use std::time::Duration;

/// Limits for one [`crate::JobRuntime::drain`] call.
#[derive(Debug, Clone, Copy)]
pub struct DrainBudget {
	pub duration: Duration,
	pub max_completions: usize,
}

impl DrainBudget {
	pub const fn new(duration: Duration, max_completions: usize) -> Self {
		Self { duration, max_completions }
	}
}

/// Outcome of a drain pass.
#[derive(Debug, Clone, Copy, Default, PartialEq, Eq)]
pub struct DrainReport {
	pub completed: u64,
	pub pending_interactive: usize,
	pub pending_background: usize,
	pub budget_exhausted: bool,
}

impl DrainReport {
	pub const fn is_idle(&self) -> bool {
		self.pending_interactive == 0 && self.pending_background == 0
	}
}
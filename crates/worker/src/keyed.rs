use std::collections::HashMap;
use std::fmt;
use std::hash::Hash;
use std::sync::Arc;

use parking_lot::Mutex;
use tokio::sync::{Mutex as AsyncMutex, OwnedMutexGuard};

type Slots<K> = Arc<Mutex<HashMap<K, Arc<AsyncMutex<()>>>>>;

/// Mutual exclusion keyed by value.
///
/// Holders of the same key are serialized in FIFO order; different keys never
/// wait on each other. Slots are created on demand and pruned when the last
/// holder or waiter releases them, so the map only contains contended keys.
pub struct KeyedLocks<K> {
	slots: Slots<K>,
}

impl<K> Clone for KeyedLocks<K> {
	fn clone(&self) -> Self {
		Self {
			slots: Arc::clone(&self.slots),
		}
	}
}

impl<K> Default for KeyedLocks<K> {
	fn default() -> Self {
		Self {
			slots: Arc::new(Mutex::new(HashMap::new())),
		}
	}
}

impl<K> fmt::Debug for KeyedLocks<K> {
	fn fmt(&self, f: &mut fmt::Formatter<'_>) -> fmt::Result {
		f.debug_struct("KeyedLocks").field("slots", &self.slots.lock().len()).finish()
	}
}

impl<K> KeyedLocks<K>
where
	K: Eq + Hash + Clone + fmt::Debug,
{
	pub fn new() -> Self {
		Self::default()
	}

	/// Waits until `key` is free and takes it.
	pub async fn lock(&self, key: K) -> KeyedGuard<K> {
		let slot = {
			let mut slots = self.slots.lock();
			Arc::clone(slots.entry(key.clone()).or_insert_with(|| Arc::new(AsyncMutex::new(()))))
		};
		let guard = slot.lock_owned().await;
		tracing::trace!(key = ?key, "worker.keyed.acquired");
		KeyedGuard {
			key,
			slots: Arc::clone(&self.slots),
			guard: Some(guard),
		}
	}

	/// Takes `key` if it is free right now.
	pub fn try_lock(&self, key: K) -> Option<KeyedGuard<K>> {
		let mut slots = self.slots.lock();
		let slot = Arc::clone(slots.entry(key.clone()).or_insert_with(|| Arc::new(AsyncMutex::new(()))));
		match slot.try_lock_owned() {
			Ok(guard) => Some(KeyedGuard {
				key,
				slots: Arc::clone(&self.slots),
				guard: Some(guard),
			}),
			Err(_) => None,
		}
	}

	/// Returns true while some holder owns `key`.
	pub fn is_locked(&self, key: &K) -> bool {
		self.slots.lock().get(key).is_some_and(|slot| slot.try_lock().is_err())
	}

	/// Number of keys currently held or waited on.
	pub fn active_keys(&self) -> usize {
		self.slots.lock().len()
	}
}

/// Ownership of one key in a [`KeyedLocks`]; released on drop.
pub struct KeyedGuard<K>
where
	K: Eq + Hash,
{
	key: K,
	slots: Slots<K>,
	guard: Option<OwnedMutexGuard<()>>,
}

impl<K> KeyedGuard<K>
where
	K: Eq + Hash,
{
	pub fn key(&self) -> &K {
		&self.key
	}
}

impl<K> Drop for KeyedGuard<K>
where
	K: Eq + Hash,
{
	fn drop(&mut self) {
		let mut slots = self.slots.lock();
		drop(self.guard.take());
		// Waiters clone the slot under the map lock, so a count of one means
		// nobody else can reach it anymore.
		if slots.get(&self.key).is_some_and(|slot| Arc::strong_count(slot) == 1) {
			slots.remove(&self.key);
		}
	}
}
use std::fmt;

use chrono::{DateTime, Utc};
use serde::{Deserialize, Serialize};
use sonde_primitives::{IssueType, Severity, TextRange};
use uuid::Uuid;

use crate::finding::{Flow, QuickFix, RawFinding};
use crate::server::ServerFinding;
use crate::trackable::Trackable;

/// Stable identity of a tracked issue.
#[derive(Debug, Clone, Copy, PartialEq, Eq, Hash, PartialOrd, Ord, Serialize, Deserialize)]
#[serde(transparent)]
pub struct IssueId(Uuid);

impl IssueId {
	/// Mints a fresh random id.
	pub fn new() -> Self {
		Self(Uuid::new_v4())
	}
}

impl Default for IssueId {
	fn default() -> Self {
		Self::new()
	}
}

impl fmt::Display for IssueId {
	fn fmt(&self, f: &mut fmt::Formatter<'_>) -> fmt::Result {
		self.0.fmt(f)
	}
}

/// A finding with a durable identity.
///
/// `id` and `created_at` are set once when the issue is first seen and are
/// inherited by every later match. The remaining fields follow the latest
/// raw finding, except the server-owned ones (`server_issue_key`, `resolved`)
/// which only enrichment and server-key matching write.
#[derive(Debug, Clone, PartialEq, Eq, Serialize, Deserialize)]
#[serde(rename_all = "camelCase")]
pub struct TrackedIssue {
	id: IssueId,
	created_at: DateTime<Utc>,
	pub rule_key: String,
	pub message: String,
	pub severity: Severity,
	#[serde(rename = "type")]
	pub issue_type: IssueType,
	pub text_range: Option<TextRange>,
	pub line_hash: Option<String>,
	pub text_range_hash: Option<String>,
	pub server_issue_key: Option<String>,
	pub resolved: bool,
	#[serde(default, skip_serializing_if = "Vec::is_empty")]
	pub flows: Vec<Flow>,
	#[serde(default, skip_serializing_if = "Vec::is_empty")]
	pub quick_fixes: Vec<QuickFix>,
}

impl TrackedIssue {
	/// Mints a new issue for a raw finding seen for the first time.
	pub fn from_raw(raw: RawFinding, now: DateTime<Utc>) -> Self {
		let (line_hash, text_range_hash) = raw.hashes();
		Self {
			id: IssueId::new(),
			created_at: now,
			rule_key: raw.rule_key,
			message: raw.message,
			severity: raw.severity,
			issue_type: raw.issue_type,
			text_range: raw.text_range,
			line_hash,
			text_range_hash,
			server_issue_key: None,
			resolved: false,
			flows: raw.flows,
			quick_fixes: raw.quick_fixes,
		}
	}

	/// Builds a taint issue from a server-only record.
	pub fn from_server(id: IssueId, record: &ServerFinding) -> Self {
		Self {
			id,
			created_at: record.creation_date,
			rule_key: record.rule_key.clone(),
			message: record.message.clone(),
			severity: record.severity,
			issue_type: record.issue_type,
			text_range: record.text_range,
			line_hash: record.line_hash.clone(),
			text_range_hash: record.text_range_hash.clone(),
			server_issue_key: Some(record.key.clone()),
			resolved: record.resolved,
			flows: record.flows.clone(),
			quick_fixes: Vec::new(),
		}
	}

	pub fn id(&self) -> IssueId {
		self.id
	}

	pub fn created_at(&self) -> DateTime<Utc> {
		self.created_at
	}

	/// Refreshes every locally owned field from a matched raw finding.
	///
	/// Identity, creation date and server-owned fields are left untouched.
	pub(crate) fn refresh_from(&mut self, raw: RawFinding) {
		let (line_hash, text_range_hash) = raw.hashes();
		self.rule_key = raw.rule_key;
		self.message = raw.message;
		self.severity = raw.severity;
		self.issue_type = raw.issue_type;
		self.text_range = raw.text_range;
		self.line_hash = line_hash;
		self.text_range_hash = text_range_hash;
		self.flows = raw.flows;
		self.quick_fixes = raw.quick_fixes;
	}

	/// Applies the fields a server record is authoritative for.
	///
	/// Returns true if anything changed.
	pub(crate) fn adopt_server_state(&mut self, record: &ServerFinding) -> bool {
		let changed = self.server_issue_key.as_deref() != Some(record.key.as_str())
			|| self.resolved != record.resolved
			|| self.created_at != record.creation_date;
		self.server_issue_key = Some(record.key.clone());
		self.resolved = record.resolved;
		self.created_at = record.creation_date;
		changed
	}
}

impl Trackable for TrackedIssue {
	fn rule_key(&self) -> &str {
		&self.rule_key
	}

	fn message(&self) -> &str {
		&self.message
	}

	fn text_range(&self) -> Option<&TextRange> {
		self.text_range.as_ref()
	}

	fn line_hash(&self) -> Option<&str> {
		self.line_hash.as_deref()
	}

	fn text_range_hash(&self) -> Option<&str> {
		self.text_range_hash.as_deref()
	}

	fn server_issue_key(&self) -> Option<&str> {
		self.server_issue_key.as_deref()
	}
}
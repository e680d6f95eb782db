use std::path::{Path, PathBuf};

use clap::{Args, Parser, Subcommand};

#[derive(Parser, Debug)]
#[command(name = "sonde")]
#[command(about = "Runs static analysis through an external engine and tracks its findings")]
#[command(version)]
/// Command-line arguments.
pub struct Cli {
	/// Verbose logging
	#[arg(short, long, global = true)]
	pub verbose: bool,

	/// Subcommand to execute.
	#[command(subcommand)]
	pub command: Command,
}

/// Available subcommands.
#[derive(Subcommand, Debug)]
pub enum Command {
	/// Analyze files of a project directory
	Analyze(AnalyzeArgs),
}

#[derive(Args, Debug)]
pub struct AnalyzeArgs {
	/// Project base directory
	pub base_dir: PathBuf,

	/// Files to analyze, relative to the base directory (all files if omitted)
	pub files: Vec<String>,

	/// Settings file (defaults to <BASE_DIR>/sonde.toml)
	#[arg(long, value_name = "PATH")]
	pub config: Option<PathBuf>,

	/// Engine executable
	#[arg(long, value_name = "CMD")]
	pub engine: PathBuf,

	/// Extra argument passed to the engine (repeatable)
	#[arg(long = "engine-arg", value_name = "ARG", allow_hyphen_values = true)]
	pub engine_args: Vec<String>,

	/// JSON file with server issue and taint records
	#[arg(long, value_name = "PATH")]
	pub server_snapshot: Option<PathBuf>,

	/// Run as a manual analysis (report annotations, inline enrichment)
	#[arg(long)]
	pub manual: bool,
}

impl AnalyzeArgs {
	/// Settings path: `--config`, then the project file, then the user file.
	///
	/// Falls back to the project path when none exists, which loads defaults.
	pub fn settings_path(&self) -> PathBuf {
		if let Some(path) = &self.config {
			return path.clone();
		}
		let project = self.base_dir.join("sonde.toml");
		if project.exists() {
			return project;
		}
		user_settings_path().filter(|path| path.exists()).unwrap_or(project)
	}
}

/// `<config dir>/sonde/sonde.toml`, if the platform has a config dir.
pub fn user_settings_path() -> Option<PathBuf> {
	dirs::config_dir().map(|dir| dir.join("sonde").join("sonde.toml"))
}

/// Scope id for a base directory: its final component.
pub fn scope_name(base_dir: &Path) -> String {
	base_dir
		.file_name()
		.map(|name| name.to_string_lossy().into_owned())
		.unwrap_or_else(|| "default".to_string())
}
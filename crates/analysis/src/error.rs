//! Error taxonomy of an analysis run.

use sonde_primitives::{RelPath, ScopeId};

use crate::settings::SettingsError;

/// Result type for analysis operations.
pub type Result<T, E = AnalysisError> = std::result::Result<T, E>;

/// Why an analysis, or part of one, could not proceed.
///
/// None of these escape [`crate::Orchestrator::analyze`]: the scheduler turns
/// them into an [`crate::AnalysisResult`] status.
#[derive(Debug, thiserror::Error)]
#[non_exhaustive]
pub enum AnalysisError {
	/// A file could not be prepared for analysis and was dropped from the run.
	#[error("cannot prepare {file}: {reason}")]
	Configuration { file: RelPath, reason: String },

	/// The scope is not ready or the engine could not be reached.
	#[error("backend unavailable for scope {scope}: {reason}")]
	BackendUnavailable { scope: ScopeId, reason: String },

	/// The engine failed for the given files.
	#[error("engine failed on {} file(s): {reason}", files.len())]
	EngineFailure { files: Vec<RelPath>, reason: String },

	/// The host does not know the scope.
	#[error("unknown configuration scope {0}")]
	UnknownScope(ScopeId),

	#[error("analysis cancelled")]
	Cancelled,

	#[error("I/O error: {0}")]
	Io(#[from] std::io::Error),

	#[error(transparent)]
	Settings(#[from] SettingsError),
}

impl AnalysisError {
	pub fn configuration(file: &RelPath, reason: impl ToString) -> Self {
		Self::Configuration {
			file: file.clone(),
			reason: reason.to_string(),
		}
	}

	pub const fn is_cancelled(&self) -> bool {
		matches!(self, Self::Cancelled)
	}
}
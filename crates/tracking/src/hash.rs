use sonde_primitives::rope::{line_text, range_text};
use sonde_primitives::{Rope, TextRange};

/// Content digest used for line and range hashes.
///
/// Lowercase hex MD5 of the text with all whitespace removed, which makes the
/// hash insensitive to re-indentation and matches the digest servers publish.
pub fn checksum(text: &str) -> String {
	let compact: String = text.chars().filter(|c| !c.is_whitespace()).collect();
	format!("{:x}", md5::compute(compact.as_bytes()))
}

/// Document content a finding's hashes are computed against.
#[derive(Debug, Clone)]
pub struct SourceText {
	rope: Rope,
}

impl SourceText {
	pub fn new(rope: Rope) -> Self {
		Self { rope }
	}

	pub fn rope(&self) -> &Rope {
		&self.rope
	}

	/// Hash of the whole 1-based line, or `None` past the end of the file.
	pub fn line_hash(&self, line: u32) -> Option<String> {
		line_text(self.rope.slice(..), line).map(|text| checksum(&text))
	}

	/// Hash of the exact snippet covered by `range`.
	pub fn range_hash(&self, range: &TextRange) -> Option<String> {
		range_text(self.rope.slice(..), range).map(|text| checksum(&text))
	}
}

impl From<&str> for SourceText {
	fn from(text: &str) -> Self {
		Self::new(Rope::from(text))
	}
}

◇ ◇ ◇ ◇ ◇

### Try it
The lines to copy are those in the listing that contain "derive".

### Exercise answer
#[derive(Debug, Clone, Copy)]
#[derive(Debug, Clone, Copy, Default, PartialEq, Eq)]
#[derive(Debug, Clone, Copy, PartialEq, Eq, Hash, PartialOrd, Ord, Serialize, Deserialize)]
#[derive(Debug, Clone, PartialEq, Eq, Serialize, Deserialize)]
#[derive(Parser, Debug)]
#[derive(Subcommand, Debug)]
#[derive(Args, Debug)]
#[derive(Debug, thiserror::Error)]
#[derive(Debug, Clone)]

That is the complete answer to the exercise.